* [What the task requires]
Could you set down every record exactly as it appears?

* [Data under study]
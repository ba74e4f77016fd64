// First-fit grouping of nearby junction boundary pairs
//
// Pairs are visited in ascending (boundary5, boundary3) order and each joins
// the first existing group whose boundary5 and boundary3 spreads both stay
// within the threshold once the pair is added. Groups are never merged or
// re-balanced, so the result depends on visit order and is not a minimal
// clustering.

/// A proximity-bounded group of boundary pairs
#[derive(Debug, Clone, PartialEq, Eq)]
pub struct Group {
    /// 1-based id in creation order
    pub id: usize,
    /// Indices into the caller's input, in join order
    pub members: Vec<usize>,
    min5: u64,
    max5: u64,
    min3: u64,
    max3: u64,
}

impl Group {
    fn new(id: usize, idx: usize, boundary5: u64, boundary3: u64) -> Self {
        Self {
            id,
            members: vec![idx],
            min5: boundary5,
            max5: boundary5,
            min3: boundary3,
            max3: boundary3,
        }
    }

    /// Add the pair if both spreads stay within `spread`
    fn try_add(&mut self, idx: usize, boundary5: u64, boundary3: u64, spread: u64) -> bool {
        let min5 = self.min5.min(boundary5);
        let max5 = self.max5.max(boundary5);
        let min3 = self.min3.min(boundary3);
        let max3 = self.max3.max(boundary3);
        if max5 - min5 > spread || max3 - min3 > spread {
            return false;
        }
        self.min5 = min5;
        self.max5 = max5;
        self.min3 = min3;
        self.max3 = max3;
        self.members.push(idx);
        true
    }

    /// Current (min, max) of boundary5 across members
    #[cfg(test)]
    fn boundary5_span(&self) -> (u64, u64) {
        (self.min5, self.max5)
    }

    /// Current (min, max) of boundary3 across members
    #[cfg(test)]
    fn boundary3_span(&self) -> (u64, u64) {
        (self.min3, self.max3)
    }
}

/// Group assignment for one input pair
#[derive(Debug, Clone, Copy, PartialEq, Eq)]
pub struct GroupedPair {
    /// Index of the pair in the caller's input
    pub index: usize,
    pub boundary5: u64,
    pub boundary3: u64,
    pub group: usize,
}

/// Group boundary pairs with first-fit semantics.
///
/// Input may be in any order; it is stably sorted by (boundary5, boundary3)
/// before grouping so equal pairs keep their input order. Returns the groups
/// in creation order.
pub fn group_junctions(pairs: &[(u64, u64)], spread: u64) -> Vec<Group> {
    let mut order: Vec<usize> = (0..pairs.len()).collect();
    order.sort_by_key(|&i| pairs[i]);

    let mut groups: Vec<Group> = Vec::new();
    for idx in order {
        let (b5, b3) = pairs[idx];
        let joined = groups
            .iter_mut()
            .any(|group| group.try_add(idx, b5, b3, spread));
        if !joined {
            groups.push(Group::new(groups.len() + 1, idx, b5, b3));
        }
    }
    groups
}

/// Flatten groups into per-pair assignments, group by group in join order
pub fn assignments(pairs: &[(u64, u64)], groups: &[Group]) -> Vec<GroupedPair> {
    groups
        .iter()
        .flat_map(|group| {
            group.members.iter().map(move |&index| GroupedPair {
                index,
                boundary5: pairs[index].0,
                boundary3: pairs[index].1,
                group: group.id,
            })
        })
        .collect()
}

* [Response area]
repository ba74e4f77016fd64
// First-fit grouping of nearby junction boundary pairs
//
// Pairs are visited in ascending (boundary5, boundary3) order and each joins
// the first existing group whose boundary5 and boundary3 spreads both stay
// within the threshold once the pair is added. Groups are never merged or
// re-balanced, so the result depends on visit order and is not a minimal
// clustering.

/// A proximity-bounded group of boundary pairs
#[derive(Debug, Clone, PartialEq, Eq)]
pub struct Group {
    /// 1-based id in creation order
    pub id: usize,
    /// Indices into the caller's input, in join order
    pub members: Vec<usize>,
    min5: u64,
    max5: u64,
    min3: u64,
    max3: u64,
}

impl Group {
    fn new(id: usize, idx: usize, boundary5: u64, boundary3: u64) -> Self {
        Self {
            id,
            members: vec![idx],
            min5: boundary5,
            max5: boundary5,
            min3: boundary3,
            max3: boundary3,
        }
    }

    /// Add the pair if both spreads stay within `spread`
    fn try_add(&mut self, idx: usize, boundary5: u64, boundary3: u64, spread: u64) -> bool {
        let min5 = self.min5.min(boundary5);
        let max5 = self.max5.max(boundary5);
        let min3 = self.min3.min(boundary3);
        let max3 = self.max3.max(boundary3);
        if max5 - min5 > spread || max3 - min3 > spread {
            return false;
        }
        self.min5 = min5;
        self.max5 = max5;
        self.min3 = min3;
        self.max3 = max3;
        self.members.push(idx);
        true
    }

    /// Current (min, max) of boundary5 across members
    #[cfg(test)]
    fn boundary5_span(&self) -> (u64, u64) {
        (self.min5, self.max5)
    }

    /// Current (min, max) of boundary3 across members
    #[cfg(test)]
    fn boundary3_span(&self) -> (u64, u64) {
        (self.min3, self.max3)
    }
}

/// Group assignment for one input pair
#[derive(Debug, Clone, Copy, PartialEq, Eq)]
pub struct GroupedPair {
    /// Index of the pair in the caller's input
    pub index: usize,
    pub boundary5: u64,
    pub boundary3: u64,
    pub group: usize,
}

/// Group boundary pairs with first-fit semantics.
///
/// Input may be in any order; it is stably sorted by (boundary5, boundary3)
/// before grouping so equal pairs keep their input order. Returns the groups
/// in creation order.
pub fn group_junctions(pairs: &[(u64, u64)], spread: u64) -> Vec<Group> {
    let mut order: Vec<usize> = (0..pairs.len()).collect();
    order.sort_by_key(|&i| pairs[i]);

    let mut groups: Vec<Group> = Vec::new();
    for idx in order {
        let (b5, b3) = pairs[idx];
        let joined = groups
            .iter_mut()
            .any(|group| group.try_add(idx, b5, b3, spread));
        if !joined {
            groups.push(Group::new(groups.len() + 1, idx, b5, b3));
        }
    }
    groups
}

/// Flatten groups into per-pair assignments, group by group in join order
pub fn assignments(pairs: &[(u64, u64)], groups: &[Group]) -> Vec<GroupedPair> {
    groups
        .iter()
        .flat_map(|group| {
            group.members.iter().map(move |&index| GroupedPair {
                index,
                boundary5: pairs[index].0,
                boundary3: pairs[index].1,
                group: group.id,
            })
        })
        .collect()
}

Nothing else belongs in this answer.